Guest Commentary: Mineral mining dubious in long runCanadian mining companies have one reason for setting their sights on northeastern Minnesota: extracting minerals.
By: Jane Koschak, Stony River Township, Lake County News Chronicle
Canadian mining companies have one reason for setting their sights on northeastern Minnesota: extracting minerals. They have no benevolent desire to create jobs or pay taxes. They have poured millions of dollars into their public relations campaign for the past five years, convincing and promising every regional politician that their project is the economy’s “savior,” knowing that if they spent enough time and money hyping job creation, they would be able to push through environmentally-risky mines.
Has anybody actually looked at how PolyMet came up with its 400 jobs number? Or are we supposed to just “trust them,” like we are supposed to trust in every part of the Draft Environmental Impact Statement (DEIS) process?
Making promises is how this industry has always worked. By their own admission in the DEIS, PolyMet points to numerous pollution problems, including, but not limited to: “high risk situations for mercury methylization;” shipment, storage, and unloading of concentrated hydrochloric and sulfuric acids;” “filling of the east pit;” “sulfate would exceed the groundwater evaluation criteria;” the proposed use of the existing tailings basin, due to structural instability, has a “low margin of safety.”

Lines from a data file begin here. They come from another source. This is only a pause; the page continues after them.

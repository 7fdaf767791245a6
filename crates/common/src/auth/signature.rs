use crate::auth::SignatureService;
use crate::domain::{DomainError, DomainResult};
use base64::{engine::general_purpose::STANDARD, Engine as _};
use hmac::{Hmac, Mac};
use sha2::Sha256;
use subtle::ConstantTimeEq;

type HmacSha256 = Hmac<Sha256>;

/// HMAC-SHA256 implementation of SignatureService
#[derive(Default, Clone)]
pub struct HmacSignatureService;

impl HmacSignatureService {
    pub fn new() -> Self {
        Self
    }
}

impl SignatureService for HmacSignatureService {
    fn compute(&self, secret: &str, timestamp: &str, payload: &str) -> DomainResult<String> {
        let mut mac = HmacSha256::new_from_slice(secret.as_bytes())
            .map_err(|e| DomainError::Crypto(e.to_string()))?;

        mac.update(timestamp.as_bytes());
        mac.update(b".");
        mac.update(payload.as_bytes());

        Ok(STANDARD.encode(mac.finalize().into_bytes()))
    }

    fn verify(&self, expected: &str, computed: &str) -> bool {
        if expected.is_empty() || computed.is_empty() {
            return false;
        }

        // Cheap reject only; the real comparison happens on decoded bytes
        if expected.len() != computed.len() {
            return false;
        }

        let (Ok(expected), Ok(computed)) = (STANDARD.decode(expected), STANDARD.decode(computed))
        else {
            return false;
        };

        if expected.len() != computed.len() {
            return false;
        }

        expected.as_slice().ct_eq(computed.as_slice()).into()
    }
}
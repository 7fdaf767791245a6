use axum::{
    body::Bytes,
    extract::{Query, State},
    http::HeaderMap,
    Json,
};
use chrono::Utc;
use common::domain::{DomainError, QueueBackend, TelemetryQueue, WorkerControl};
use serde::Deserialize;
use serde_json::{json, Value};
use std::sync::Arc;
use tracing::{debug, info, instrument};

use super::ApiError;
use crate::domain::{AggregatesQuery, AggregationService, IngestTelemetryInput, IngestionService};

pub const DEVICE_ID_HEADER: &str = "x-device-id";
pub const TIMESTAMP_HEADER: &str = "x-timestamp";
pub const SIGNATURE_HEADER: &str = "x-signature";

/// Shared state behind every route.
#[derive(Clone)]
pub struct AppState {
    pub ingestion: Arc<IngestionService>,
    pub aggregation: Arc<AggregationService>,
    pub queue: Arc<dyn TelemetryQueue>,
    /// Present only when a durable queue and a sink are both configured.
    pub worker: Option<Arc<dyn WorkerControl>>,
    pub sink_configured: bool,
}

fn header(headers: &HeaderMap, name: &str) -> Option<String> {
    headers
        .get(name)
        .and_then(|value| value.to_str().ok())
        .map(str::to_string)
}

/// `POST /api/telemetry`
pub async fn ingest_telemetry(
    State(state): State<AppState>,
    headers: HeaderMap,
    body: Bytes,
) -> Result<Json<Value>, ApiError> {
    let input = IngestTelemetryInput {
        authorization: header(&headers, http::header::AUTHORIZATION.as_str()),
        device_id: header(&headers, DEVICE_ID_HEADER),
        timestamp: header(&headers, TIMESTAMP_HEADER),
        signature: header(&headers, SIGNATURE_HEADER),
        body: body.to_vec(),
    };

    let output = state.ingestion.ingest(input).await?;

    Ok(Json(json!({
        "status": "ok",
        "sequence": output.sequence,
    })))
}

/// `GET /api/telemetry`
pub async fn telemetry_metrics(State(state): State<AppState>) -> Result<Json<Value>, ApiError> {
    let counters = state.ingestion.metrics().snapshot();
    let queue_size = state.queue.size().await?;

    Ok(Json(json!({
        "metrics": {
            "totalTelemetryReceived": counters.total_telemetry_received,
            "authFailures": counters.auth_failures,
            "signatureFailures": counters.signature_failures,
            "timestampFailures": counters.timestamp_failures,
            "queueFailures": counters.queue_failures,
            "queueSize": queue_size,
            "queueEvictions": state.queue.evictions(),
        },
        "timestamp": Utc::now(),
    })))
}

#[derive(Debug, Deserialize)]
pub struct AggregatesParams {
    pub device_id: Option<String>,
    pub from: Option<String>,
    pub to: Option<String>,
    pub interval: Option<String>,
}

/// `GET /api/telemetry/aggregates`
#[instrument(skip(state))]
pub async fn telemetry_aggregates(
    State(state): State<AppState>,
    Query(params): Query<AggregatesParams>,
) -> Result<Json<Value>, ApiError> {
    let report = state
        .aggregation
        .aggregates(AggregatesQuery {
            device_id: params.device_id,
            from: params.from,
            to: params.to,
            interval: params.interval,
        })
        .await?;

    let body = serde_json::to_value(&report)
        .map_err(|e| DomainError::RepositoryError(anyhow::anyhow!(e)))?;
    Ok(Json(body))
}

/// `POST /api/worker`
pub async fn start_worker(State(state): State<AppState>) -> Result<Json<Value>, ApiError> {
    let worker = state.worker.as_ref().ok_or(DomainError::WorkerUnavailable)?;
    let started = worker.start().await?;
    info!(started, "worker start requested");

    Ok(Json(json!({
        "status": if started { "Worker started" } else { "Worker already running" },
        "timestamp": Utc::now(),
    })))
}

/// `DELETE /api/worker`
pub async fn stop_worker(State(state): State<AppState>) -> Result<Json<Value>, ApiError> {
    let worker = state.worker.as_ref().ok_or(DomainError::WorkerUnavailable)?;
    let stopped = worker.stop().await;
    info!(stopped, "worker stop requested");

    Ok(Json(json!({
        "status": if stopped { "Worker stopped" } else { "Worker not running" },
        "timestamp": Utc::now(),
    })))
}

/// `GET /api/worker`
pub async fn worker_status(State(state): State<AppState>) -> Json<Value> {
    let stats = state.worker.as_ref().map(|w| w.stats()).unwrap_or_default();
    let backend = match state.queue.backend() {
        QueueBackend::Volatile => "memory",
        QueueBackend::Durable => "jetstream",
    };
    debug!(running = stats.running, "worker status requested");

    Json(json!({
        "running": stats.running,
        "queueBackend": backend,
        "sinkConfigured": state.sink_configured,
        "batchesWritten": stats.batches_written,
        "recordsWritten": stats.records_written,
        "batchesDropped": stats.batches_dropped,
    }))
}

/// `GET /health`
pub async fn health() -> Json<Value> {
    Json(json!({ "status": "ok" }))
}
mod client;
mod jetstream_queue;
mod traits;

pub use client::*;
pub use jetstream_queue::*;
pub use traits::*;
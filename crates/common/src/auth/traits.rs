use crate::domain::DomainResult;

/// Message authentication for device submissions.
///
/// Signatures are base64 encoded and cover `timestamp + "." + payload`.
#[cfg_attr(any(test, feature = "testing"), mockall::automock)]
pub trait SignatureService: Send + Sync {
    /// Compute the signature a device holding `secret` would send.
    fn compute(&self, secret: &str, timestamp: &str, payload: &str) -> DomainResult<String>;

    /// Compare two encoded signatures without leaking where they differ.
    ///
    /// Never fails: malformed input simply does not verify.
    fn verify(&self, expected: &str, computed: &str) -> bool;
}
mod device;
mod envelope;
mod in_memory_device_registry;
mod queue;
mod record;
mod result;
mod volatile_queue;
mod worker;

pub use device::*;
pub use envelope::*;
pub use in_memory_device_registry::*;
pub use queue::*;
pub use record::*;
pub use result::*;
pub use volatile_queue::*;
pub use worker::*;
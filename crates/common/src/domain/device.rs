use crate::domain::DomainResult;
use async_trait::async_trait;
use chrono::{DateTime, Utc};
use serde::Serialize;

/// Shared secret a device signs its submissions with.
#[derive(Debug, Clone, PartialEq)]
pub struct DeviceCredential {
    pub device_id: String,
    pub shared_secret: String,
}

#[derive(Debug, Clone, Copy, PartialEq, Eq, Serialize)]
#[serde(rename_all = "lowercase")]
pub enum DeviceState {
    Offline,
    Online,
}

/// Registry view of a device, without its secret.
#[derive(Debug, Clone, PartialEq, Serialize)]
pub struct DeviceStatus {
    pub device_id: String,
    pub state: DeviceState,
    pub last_seen: Option<DateTime<Utc>>,
}

/// Collaborator owning device credentials.
#[cfg_attr(any(test, feature = "testing"), mockall::automock)]
#[async_trait]
pub trait DeviceRegistry: Send + Sync {
    /// Shared secret for `device_id`, or `None` when the device is unknown.
    async fn resolve_secret(&self, device_id: &str) -> DomainResult<Option<String>>;

    /// Record that the device just delivered telemetry.
    async fn mark_seen(&self, device_id: &str) -> DomainResult<()>;

    async fn list_devices(&self) -> DomainResult<Vec<DeviceStatus>>;
}
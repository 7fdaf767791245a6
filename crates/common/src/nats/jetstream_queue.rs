use crate::domain::{
    DomainError, DomainResult, NewQueueEntry, QueueBackend, QueueBatch, QueueEntry,
    TelemetryQueue,
};
use crate::nats::{JetStreamConsumer, JetStreamPublisher, LogRecord, PullConsumer};
use async_nats::jetstream;
use async_trait::async_trait;
use std::sync::Arc;
use std::time::Duration;
use tokio::sync::Mutex;
use tracing::{debug, error, warn};

#[derive(Debug, Clone)]
pub struct JetStreamQueueConfig {
    pub stream: String,
    pub subject: String,
    pub consumer_name: String,
    /// How long a fetch waits for the batch to fill before returning what it has.
    pub fetch_wait: Duration,
}

/// Durable queue backed by a JetStream stream.
///
/// Appends are atomic publishes confirmed by the server. Reads go through a
/// durable pull consumer whose acknowledged position is the committed
/// cursor, so a restarted worker resumes after the last committed batch
/// instead of re-reading the stream from the start.
pub struct JetStreamTelemetryQueue {
    publisher: Arc<dyn JetStreamPublisher>,
    consumer: Box<dyn PullConsumer>,
    subject: String,
    fetch_wait: Duration,
    read_lock: Mutex<()>,
}

impl JetStreamTelemetryQueue {
    pub async fn new(
        consumer_client: Arc<dyn JetStreamConsumer>,
        publisher: Arc<dyn JetStreamPublisher>,
        config: JetStreamQueueConfig,
    ) -> anyhow::Result<Self> {
        debug!(
            stream = %config.stream,
            consumer = %config.consumer_name,
            subject = %config.subject,
            "creating durable telemetry consumer"
        );

        let consumer = consumer_client
            .create_consumer(
                jetstream::consumer::pull::Config {
                    name: Some(config.consumer_name.clone()),
                    durable_name: Some(config.consumer_name.clone()),
                    filter_subject: config.subject.clone(),
                    ack_policy: jetstream::consumer::AckPolicy::All,
                    deliver_policy: jetstream::consumer::DeliverPolicy::All,
                    ..Default::default()
                },
                &config.stream,
            )
            .await?;

        Ok(Self {
            publisher,
            consumer,
            subject: config.subject,
            fetch_wait: config.fetch_wait,
            read_lock: Mutex::new(()),
        })
    }

    fn decode(record: &LogRecord) -> Option<QueueEntry> {
        match serde_json::from_slice::<NewQueueEntry>(&record.payload) {
            Ok(entry) => Some(QueueEntry::from_new(entry, record.sequence)),
            Err(e) => {
                warn!(
                    sequence = record.sequence,
                    error = %e,
                    "skipping undecodable telemetry record"
                );
                None
            }
        }
    }
}

#[async_trait]
impl TelemetryQueue for JetStreamTelemetryQueue {
    fn backend(&self) -> QueueBackend {
        QueueBackend::Durable
    }

    /// Appends never evict. Old messages age out server-side under the
    /// stream limits and are not counted here.
    fn evictions(&self) -> u64 {
        0
    }

    async fn enqueue(&self, entry: NewQueueEntry) -> DomainResult<u64> {
        let payload = serde_json::to_vec(&entry)
            .map_err(|e| DomainError::RepositoryError(anyhow::anyhow!(e)))?;

        self.publisher
            .publish(self.subject.clone(), payload.into())
            .await
            .map_err(|e| {
                error!(error = %e, device_id = %entry.envelope.device_id, "append to stream failed");
                DomainError::QueueUnavailable(e.to_string())
            })
    }

    async fn dequeue(&self) -> DomainResult<Option<QueueEntry>> {
        let _guard = self.read_lock.lock().await;

        let records = self
            .consumer
            .fetch_records(1, self.fetch_wait)
            .await
            .map_err(|e| DomainError::QueueUnavailable(e.to_string()))?;
        let Some(record) = records.into_iter().next() else {
            return Ok(None);
        };

        self.consumer
            .ack_through(record.sequence)
            .await
            .map_err(|e| DomainError::QueueUnavailable(e.to_string()))?;

        Ok(Self::decode(&record))
    }

    async fn size(&self) -> DomainResult<u64> {
        self.consumer
            .pending()
            .await
            .map_err(|e| DomainError::QueueUnavailable(e.to_string()))
    }

    async fn read_batch(&self, max: usize) -> DomainResult<Option<QueueBatch>> {
        let _guard = self.read_lock.lock().await;

        let records = self
            .consumer
            .fetch_records(max, self.fetch_wait)
            .await
            .map_err(|e| DomainError::QueueUnavailable(e.to_string()))?;

        let last_sequence = records.iter().map(|record| record.sequence).max();
        let entries = records.iter().filter_map(Self::decode).collect();

        Ok(Some(QueueBatch {
            entries,
            last_sequence,
        }))
    }

    async fn commit(&self, batch: &QueueBatch) -> DomainResult<()> {
        let Some(sequence) = batch.last_sequence else {
            return Ok(());
        };

        self.consumer
            .ack_through(sequence)
            .await
            .map_err(|e| DomainError::QueueUnavailable(e.to_string()))?;

        debug!(sequence, "committed telemetry cursor");
        Ok(())
    }
}

#[cfg(test)]
mod tests {
    use super::*;
    use crate::domain::{Metric, TelemetryEnvelope};
    use crate::nats::{MockJetStreamConsumer, MockJetStreamPublisher, MockPullConsumer};
    use bytes::Bytes;
    use chrono::Utc;

    fn config() -> JetStreamQueueConfig {
        JetStreamQueueConfig {
            stream: "telemetry".to_string(),
            subject: "telemetry.ingest".to_string(),
            consumer_name: "telemetry-worker".to_string(),
            fetch_wait: Duration::from_millis(100),
        }
    }

    fn new_entry(device_id: &str) -> NewQueueEntry {
        NewQueueEntry {
            envelope: TelemetryEnvelope {
                version: "1.0".to_string(),
                device_id: device_id.to_string(),
                ts: "2025-01-07T12:00:00.000Z".to_string(),
                metrics: vec![Metric {
                    name: "power_active_w".to_string(),
                    value: 900.0,
                    unit: "W".to_string(),
                }],
                tags: None,
            },
            received_at: Utc::now(),
        }
    }

    fn record(sequence: u64, entry: &NewQueueEntry) -> LogRecord {
        LogRecord {
            sequence,
            payload: Bytes::from(serde_json::to_vec(entry).unwrap()),
        }
    }

    async fn queue_with(
        consumer: MockPullConsumer,
        publisher: MockJetStreamPublisher,
    ) -> JetStreamTelemetryQueue {
        let mut consumer_client = MockJetStreamConsumer::new();
        consumer_client
            .expect_create_consumer()
            .withf(
                |config: &jetstream::consumer::pull::Config, stream_name: &str| {
                    config.durable_name.as_deref() == Some("telemetry-worker")
                        && config.ack_policy == jetstream::consumer::AckPolicy::All
                        && config.filter_subject == "telemetry.ingest"
                        && stream_name == "telemetry"
                },
            )
            .times(1)
            .return_once(move |_, _| Ok(Box::new(consumer)));

        JetStreamTelemetryQueue::new(Arc::new(consumer_client), Arc::new(publisher), config())
            .await
            .unwrap()
    }

    #[tokio::test]
    async fn test_enqueue_returns_stream_sequence() {
        // Arrange
        let mut publisher = MockJetStreamPublisher::new();
        publisher
            .expect_publish()
            .withf(|subject: &String, payload: &Bytes| {
                let decoded: NewQueueEntry = serde_json::from_slice(payload).unwrap();
                subject == "telemetry.ingest" && decoded.envelope.device_id == "dev-001"
            })
            .times(1)
            .returning(|_, _| Ok(42));
        let queue = queue_with(MockPullConsumer::new(), publisher).await;

        // Act
        let sequence = queue.enqueue(new_entry("dev-001")).await;

        // Assert
        assert_eq!(sequence.unwrap(), 42);
        assert_eq!(queue.backend(), QueueBackend::Durable);
    }

    #[tokio::test]
    async fn test_enqueue_failure_is_queue_unavailable() {
        let mut publisher = MockJetStreamPublisher::new();
        publisher
            .expect_publish()
            .times(1)
            .returning(|_, _| Err(anyhow::anyhow!("no responders")));
        let queue = queue_with(MockPullConsumer::new(), publisher).await;

        let result = queue.enqueue(new_entry("dev-001")).await;

        assert!(matches!(result, Err(DomainError::QueueUnavailable(_))));
    }

    #[tokio::test]
    async fn test_read_batch_skips_undecodable_but_covers_them() {
        // Arrange
        let good = new_entry("dev-001");
        let records = vec![
            record(7, &good),
            LogRecord {
                sequence: 8,
                payload: Bytes::from_static(b"not json"),
            },
        ];
        let mut consumer = MockPullConsumer::new();
        consumer
            .expect_fetch_records()
            .withf(|max, _| *max == 50)
            .times(1)
            .return_once(move |_, _| Ok(records));
        consumer
            .expect_ack_through()
            .with(mockall::predicate::eq(8))
            .times(1)
            .returning(|_| Ok(()));
        let queue = queue_with(consumer, MockJetStreamPublisher::new()).await;

        // Act
        let batch = queue.read_batch(50).await.unwrap().unwrap();
        queue.commit(&batch).await.unwrap();

        // Assert
        assert_eq!(batch.entries.len(), 1);
        assert_eq!(batch.entries[0].sequence, 7);
        assert_eq!(batch.last_sequence, Some(8));
    }

    #[tokio::test]
    async fn test_commit_of_empty_batch_does_not_ack() {
        let mut consumer = MockPullConsumer::new();
        consumer.expect_ack_through().times(0);
        let queue = queue_with(consumer, MockJetStreamPublisher::new()).await;

        queue.commit(&QueueBatch::default()).await.unwrap();
    }

    #[tokio::test]
    async fn test_dequeue_acks_single_record() {
        let entry = new_entry("dev-002");
        let records = vec![record(3, &entry)];
        let mut consumer = MockPullConsumer::new();
        consumer
            .expect_fetch_records()
            .withf(|max, _| *max == 1)
            .times(1)
            .return_once(move |_, _| Ok(records));
        consumer
            .expect_ack_through()
            .with(mockall::predicate::eq(3))
            .times(1)
            .returning(|_| Ok(()));
        let queue = queue_with(consumer, MockJetStreamPublisher::new()).await;

        let dequeued = queue.dequeue().await.unwrap().unwrap();

        assert_eq!(dequeued.envelope.device_id, "dev-002");
        assert_eq!(dequeued.sequence, 3);
    }

    #[tokio::test]
    async fn test_size_reports_pending() {
        let mut consumer = MockPullConsumer::new();
        consumer.expect_pending().times(1).returning(|| Ok(12));
        let queue = queue_with(consumer, MockJetStreamPublisher::new()).await;

        assert_eq!(queue.size().await.unwrap(), 12);
    }
}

The DEIS states that the basin is expected to leak. PolyMet’s proposed “alternative” solution to monitor and capture most of the “leakage” of toxic pollution is to merely transfer it to the Partridge River, which ultimately ends up in Lake Superior.
This is a low-grade sulfide ore deposit – so low that for every 1 percent of minerals extracted, 99 percent of the remaining rock is waste rock. This type of mining has never before occurred in Minnesota. Sulfide ore mining in Wisconsin resulted in the Flambeau River mining disaster. A moratorium on this type of mining will continue there until mining companies can demonstrate successful and safe mining practices. To date, no mining company has returned to Wisconsin to demonstrate this. Do Minnesotans believe our politicians when they say PolyMet “will do it right?” Let’s think again. PolyMet will have neither the incentive nor the resources to clean up their toxic messes.
PolyMet is vigilant in its claim that we need these metals for the electronic products we’re dependent upon. But when checking out the electronics stores, there certainly weren’t any shortages. Along with their hype of jobs, PolyMet’s propaganda for mining this ore is based on a fear of product shortages. No evidence of this exists.
Clean water is undeniably scarce and priceless. The lifeblood of northern Minnesota’s economy is its healthy waterways and watersheds. PolyMet’s proposed minerals extraction will result in acid mine drainage which will leach sulfuric acid from the nearly 400 million tons of waste rock into our waterways for “up to 2,000 years.” Damage to our water is inevitable and irrevocable.
Contrary to what our short-sighted legislators would like us to believe, there are thousands of concerned Minnesota citizens, and countless vacationers, who have serious issues with this proposed mining project. We owe it to our future generations to ensure that this politically-touted, 20-year sulfide mining project operate without irreversible harm to waterways and wetlands. It is up to the public to become educated and to voice concerns to the Minnesota DNR and the Army Corp of Engineers during the public comment period that ends Feb. 2.
Keep in mind that PolyMet is the first of a number of potential Canadian sulfide mining developers, including Duluth Metals and Franconia Minerals. Both are positioned and ready for the permitting process. If permitted, these developers will mine in sensitive wilderness areas resulting in potential water pollution throughout the Kawishiwi watershed and into the Boundary Waters. It is irresponsible of our politicians to extend unequivocal endorsement of the PolyMet project without considering the long-term effects of water pollution in our state.
We need tough financial assurances created by new common sense legislation, requiring that mining companies are 100-percent financially responsible for all remediation and clean up costs. Until new legislation is enacted with stringent safeguards, it is time for a moratorium on copper-nickel mining rather than committing to decades of environmentally harmful, long-term pollution to our waterways from Lake Superior to the Boundary Waters Canoe Area Wilderness.
We may be Minnesota nice, but we sure aren’t Minnesota stupid.